Entretanto, a atenção de Alice não estava mais centrada no loiro alto parado ao lado da porta, e sim em mim, ainda estática nos braços de Eduardo que também não fazia movimento algum, esperando o que a sua ex-namorada tinha a dizer.
- Não acredito que você trouxe essa gata suja de volta à nossa casa.
Difamação! Eu me dera severas lambidas no caminho para a casa de Eduardo, querendo estar o mais apresentável possível para o meu dono. Ninguém poderia me chamar de suja. E, pior ainda...
Que papo era aquele de nossa casa? Aquela casa era de Duda Molina, - um pouco minha até - mas de ninguém mais.
- Ela é minha gatinha, Alice. Onde mais ela deveria ficar?
- Em um abrigo de gatos doentes. Lá é o lugar dela! - disse. De repente, Alice se virou para Arthur, certamente desejando espalhar o seu veneno para todas as direções que pudesse. - Aposto que foi você quem a trouxe de volta. A acusação apenas fez com que o loiro cozinheiro jogasse os dois braços para cima, se rendendo, mais cansado da situação do que qualquer outra pessoa.

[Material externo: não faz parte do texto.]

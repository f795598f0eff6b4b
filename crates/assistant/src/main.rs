//! Wellness assistant CLI
//!
//! Trains the three condition models from CSV and either prints their
//! evaluation reports or assesses a JSON input record.

use anyhow::{bail, Context, Result};
use clap::{Parser, Subcommand};
use serde::{Deserialize, Serialize};
use std::collections::BTreeMap;
use std::path::{Path, PathBuf};
use tracing::info;
use tracing_subscriber::{layer::SubscriberExt, util::SubscriberInitExt, EnvFilter};
use wellness_assistant::{
    Condition, ConditionOutcomes, DiabetesInput, FeatureMap, HeartInput, HypertensionInput,
    WellnessAssistant, WellnessConfig,
};

#[derive(Parser, Debug)]
#[command(name = "wellness")]
#[command(version = env!("CARGO_PKG_VERSION"))]
#[command(about = "Multi-condition wellness risk assistant", long_about = None)]
struct Cli {
    /// TOML configuration file
    #[arg(short, long, global = true)]
    config: Option<PathBuf>,

    /// Verbose logging
    #[arg(short, long, global = true)]
    verbose: bool,

    #[command(subcommand)]
    command: Command,
}

#[derive(Subcommand, Debug)]
enum Command {
    /// Train all models and print their evaluation reports
    Report,
    /// Assess the conditions described by a JSON input file
    Assess {
        /// JSON object with optional `diabetes`, `heart` and `hypertension` sections
        #[arg(short, long)]
        input: PathBuf,
    },
}

/// Input sections; an absent section falls back to the record defaults
#[derive(Debug, Default, Deserialize)]
#[serde(deny_unknown_fields)]
struct AssessInput {
    diabetes: Option<FeatureMap>,
    heart: Option<FeatureMap>,
    hypertension: Option<FeatureMap>,
}

impl AssessInput {
    fn from_file(path: &Path) -> Result<Self> {
        let content = std::fs::read_to_string(path)
            .with_context(|| format!("Failed to read input {}", path.display()))?;
        serde_json::from_str(&content).context("Failed to parse input JSON")
    }
}

/// Output for a partially failed assessment
#[derive(Serialize)]
#[serde(untagged)]
enum OutcomeJson<T> {
    Ok(T),
    Err { error: String },
}

fn init_logging(level: &str, verbose: bool) -> Result<()> {
    let filter = if verbose {
        EnvFilter::new("debug")
    } else {
        EnvFilter::try_from_default_env().or_else(|_| EnvFilter::try_new(level))?
    };

    tracing_subscriber::registry()
        .with(filter)
        .with(
            tracing_subscriber::fmt::layer()
                .with_writer(std::io::stderr)
                .with_target(false),
        )
        .try_init()
        .context("Failed to set tracing subscriber")?;
    Ok(())
}

fn outcomes_json(outcomes: ConditionOutcomes) -> Result<String> {
    let mut out = BTreeMap::new();
    for (condition, outcome) in [
        (Condition::Diabetes, outcomes.diabetes),
        (Condition::Heart, outcomes.heart),
        (Condition::Hypertension, outcomes.hypertension),
    ] {
        let value = match outcome {
            Ok(assessment) => OutcomeJson::Ok(assessment),
            Err(err) => OutcomeJson::Err {
                error: err.to_string(),
            },
        };
        out.insert(condition.key(), value);
    }
    Ok(serde_json::to_string_pretty(&out)?)
}

fn report(assistant: &WellnessAssistant) -> Result<()> {
    for condition in Condition::ALL {
        let model = assistant.model(condition);
        println!("Model Performance for {}:", condition);
        println!("{}", model.report());
        println!("  features:    {}", model.feature_names().join(", "));
        println!("  baseline:    {:.4}", model.expected_value());
        println!("  trees:       {}", model.forest().num_trees());
        println!("  fingerprint: {}", model.fingerprint()?);
        println!();
    }
    Ok(())
}

fn assess(assistant: &WellnessAssistant, input: &Path) -> Result<()> {
    let input = AssessInput::from_file(input)?;
    let diabetes = input
        .diabetes
        .unwrap_or_else(|| FeatureMap::from(&DiabetesInput::default()));
    let heart = input
        .heart
        .unwrap_or_else(|| FeatureMap::from(&HeartInput::default()));
    let hypertension = input
        .hypertension
        .unwrap_or_else(|| FeatureMap::from(&HypertensionInput::default()));

    let outcomes = assistant.assess_each(&diabetes, &heart, &hypertension);
    if outcomes.is_complete() {
        let assessment = outcomes.into_result()?;
        println!("{}", serde_json::to_string_pretty(&assessment)?);
        return Ok(());
    }

    println!("{}", outcomes_json(outcomes)?);
    bail!("one or more conditions could not be assessed")
}

/// Where the configuration came from, for the startup log
fn config_source(path: Option<&Path>) -> String {
    match path {
        Some(path) => path.display().to_string(),
        None => "built-in defaults".to_string(),
    }
}

fn main() -> Result<()> {
    let cli = Cli::parse();

    // The log filter comes from the config, so nothing can be logged before this.
    let config = WellnessConfig::load(cli.config.as_deref())
        .context("Failed to load configuration")?;
    init_logging(&config.logging.level, cli.verbose)?;

    info!(
        "Wellness assistant v{} (forest core v{}, trainer v{})",
        wellness_assistant::VERSION,
        wellness_forest_core::VERSION,
        wellness_forest_trainer::VERSION
    );
    info!("Loaded configuration from: {}", config_source(cli.config.as_deref()));
    info!(
        data_dir = %config.datasets.data_dir.display(),
        trees = config.forest.tree_count,
        seed = config.forest.seed,
        "training configuration"
    );
    let assistant = WellnessAssistant::from_config(&config).context("Failed to build models")?;

    match cli.command {
        Command::Report => report(&assistant),
        Command::Assess { input } => assess(&assistant, &input),
    }
}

Depois da discussão que tivera com o próprio pai, ele evidentemente não queria brigar com alguém tão baixo quanto Alice.
- Tui, você não me contou sobre... - tentou Eduardo quando Arthur simplesmente se virou, exausto o bastante para sequer se despedir. E eu, certamente, não poderia culpá-lo.
- Amanhã, ok?
E com os ombros caídos, meu cozinheiro favorito atravessou o umbral, sem nem se importar a olhar para a mulher parada em uma pose vulgar, provavelmente tendo a intenção de ser sensual. Tui foi embora sem olhar para trás, perdido nos próprios pensamentos e nos próprios dramas.
- Você vai levar essa gata embora, certo?

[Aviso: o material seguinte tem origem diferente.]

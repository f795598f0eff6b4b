//! Per-condition modelling pipeline
//!
//! A [`ConditionModel`] is built once from a labelled dataset: split,
//! fit the scaler on the training rows, train the forest on scaled rows,
//! report on the held-out rows, then derive the explainer. The order is
//! fixed; each step consumes the previous one's output.

use std::fmt;
use std::path::Path;
use std::sync::Arc;

use serde::{Deserialize, Serialize};
use tracing::{debug, info};
use wellness_forest_core::{
    evaluate, ClassificationReport, FeatureMap, FeatureSchema, ForestModel, ModelError,
    Prediction, ScalingParameters, StandardScaler, TreeExplainer, ZeroVariancePolicy,
};
use wellness_forest_trainer::{Dataset, ForestParams, ForestTrainer, TrainerError};

/// One of the three modelled conditions
#[derive(Debug, Clone, Copy, PartialEq, Eq, Hash, PartialOrd, Ord, Serialize, Deserialize)]
#[serde(rename_all = "snake_case")]
pub enum Condition {
    Diabetes,
    Heart,
    Hypertension,
}

impl Condition {
    pub const ALL: [Condition; 3] = [
        Condition::Diabetes,
        Condition::Heart,
        Condition::Hypertension,
    ];

    /// Key used in configuration and JSON output
    pub fn key(self) -> &'static str {
        match self {
            Condition::Diabetes => "diabetes",
            Condition::Heart => "heart",
            Condition::Hypertension => "hypertension",
        }
    }

    pub fn display_name(self) -> &'static str {
        match self {
            Condition::Diabetes => "Diabetes",
            Condition::Heart => "Heart Disease",
            Condition::Hypertension => "Hypertension",
        }
    }

    pub fn default_label_column(self) -> &'static str {
        match self {
            Condition::Diabetes => "Outcome",
            Condition::Heart | Condition::Hypertension => "target",
        }
    }
}

impl fmt::Display for Condition {
    fn fmt(&self, f: &mut fmt::Formatter<'_>) -> fmt::Result {
        f.write_str(self.display_name())
    }
}

/// Training settings shared by all condition models
#[derive(Debug, Clone, PartialEq)]
pub struct ModelSettings {
    pub forest: ForestParams,
    pub test_fraction: f64,
    pub split_seed: u64,
    pub zero_variance: ZeroVariancePolicy,
}

impl Default for ModelSettings {
    fn default() -> Self {
        Self {
            forest: ForestParams::default(),
            test_fraction: 0.2,
            split_seed: 42,
            zero_variance: ZeroVariancePolicy::UnitScale,
        }
    }
}

/// Attribution of one prediction, ready for rendering
#[derive(Debug, Clone, PartialEq, Serialize, Deserialize)]
pub struct Explanation {
    pub feature_names: Vec<String>,
    /// Aligned with `feature_names`
    pub contributions: Vec<f64>,
    pub baseline: f64,
    /// Unscaled input values, aligned with `feature_names`
    pub display_values: Vec<f64>,
}

impl Explanation {
    /// `baseline + sum(contributions)`, the explained probability
    pub fn raw_output(&self) -> f64 {
        self.baseline + self.contributions.iter().sum::<f64>()
    }

    /// (feature, contribution) pairs sorted by descending magnitude
    pub fn ranked(&self) -> Vec<(&str, f64)> {
        let mut pairs: Vec<(&str, f64)> = self
            .feature_names
            .iter()
            .map(String::as_str)
            .zip(self.contributions.iter().copied())
            .collect();
        pairs.sort_by(|a, b| b.1.abs().total_cmp(&a.1.abs()));
        pairs
    }
}

/// Trained pipeline for one condition; immutable after construction
#[derive(Debug, Clone)]
pub struct ConditionModel {
    condition: Condition,
    schema: FeatureSchema,
    scaling: ScalingParameters,
    model: Arc<ForestModel>,
    explainer: TreeExplainer,
    report: ClassificationReport,
}

impl ConditionModel {
    /// Load `path` and train
    pub fn from_csv(
        condition: Condition,
        path: &Path,
        label_column: &str,
        settings: &ModelSettings,
    ) -> Result<Self, TrainerError> {
        info!(%condition, path = %path.display(), "loading dataset");
        let dataset = Dataset::from_csv(path, label_column)?;
        Self::train(condition, &dataset, settings)
    }

    /// Split, scale, train, evaluate and build the explainer
    pub fn train(
        condition: Condition,
        dataset: &Dataset,
        settings: &ModelSettings,
    ) -> Result<Self, TrainerError> {
        info!(
            %condition,
            samples = dataset.len(),
            features = dataset.feature_count(),
            positive_rate = dataset.positive_rate(),
            "training condition model"
        );
        for (name, stats) in dataset.feature_names.iter().zip(dataset.feature_stats()) {
            debug!(feature = %name, min = stats.min, max = stats.max, mean = stats.mean);
        }

        let schema = FeatureSchema::new(dataset.feature_names.clone())?;
        let (train, test) = dataset.train_test_split(settings.test_fraction, settings.split_seed)?;

        let scaling = StandardScaler::fit(&schema, &train.features, settings.zero_variance)?;
        let train_rows = scaling.transform_rows(&train.features)?;
        let model = ForestTrainer::new(settings.forest.clone()).train(&train_rows, &train.labels)?;

        let test_rows = scaling.transform_rows(&test.features)?;
        let report = evaluate(&model, &test_rows, &test.labels)?;
        info!("Model Performance for {}:\n{}", condition, report);

        let model = Arc::new(model);
        let explainer = TreeExplainer::build(model.clone());

        Ok(Self {
            condition,
            schema,
            scaling,
            model,
            explainer,
            report,
        })
    }

    /// Re-key a raw record into the model's feature order
    pub fn align(&self, raw: &FeatureMap) -> Result<Vec<f64>, ModelError> {
        self.schema.align(raw)
    }

    /// Risk label and positive-class probability for a raw record
    pub fn predict(&self, raw: &FeatureMap) -> Result<Prediction, ModelError> {
        let aligned = self.align(raw)?;
        let scaled = self.scaling.transform(&aligned)?;
        self.model.predict(&scaled)
    }

    /// Additive attribution of the probability for a raw record
    pub fn explain(&self, raw: &FeatureMap) -> Result<Explanation, ModelError> {
        let aligned = self.align(raw)?;
        let scaled = self.scaling.transform(&aligned)?;
        let attribution = self.explainer.explain(&scaled)?;

        Ok(Explanation {
            feature_names: self.schema.names().to_vec(),
            contributions: attribution.contributions,
            baseline: attribution.baseline,
            display_values: aligned,
        })
    }

    pub fn condition(&self) -> Condition {
        self.condition
    }

    pub fn feature_names(&self) -> &[String] {
        self.schema.names()
    }

    /// Baseline of the positive-class channel
    pub fn expected_value(&self) -> f64 {
        self.explainer.expected_value()
    }

    pub fn forest(&self) -> &ForestModel {
        &self.model
    }

    /// Held-out classification report from training time
    pub fn report(&self) -> &ClassificationReport {
        &self.report
    }

    /// Blake3 fingerprint of the trained forest
    pub fn fingerprint(&self) -> Result<String, ModelError> {
        self.model.hash_hex()
    }
}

Errado. E da próxima, nariguda, eu prometia uma cicatriz para o resto da vida nesse rosto cheio de maquiagem. Minha paciência estava no fim com todas aquelas ofensas.
Eduardo se levantou, ainda comigo em seu colo, e atravessou o jardim, sendo seguido de perto por Alice, nos levando até a cozinha.
Ainda que eu devesse estar preocupada com a mulher atrás de nós, não conseguia deixar de sentir todas aquelas sensações bobas que me inundavam todas às vezes em que Duda me tocava.
Ele derrubava minhas defesas.
Passei meu rabo em seu rosto, numa demonstração de carinho, para que ele soubesse que talvez eu fosse mesmo uma gata suja e doente, mas eu o amava muito mais do que aquela mulher oferecida e vulgar poderia amar.
O sorriso espontâneo que eu tanto amava surgiu em seu rosto e deixei que ele me apertasse mais em seus braços, matando a saudade que tinha de mim, na mesma proporção que me fazia ter a certeza de que ele era a pessoa por quem eu estava esperando há quatrocentos anos.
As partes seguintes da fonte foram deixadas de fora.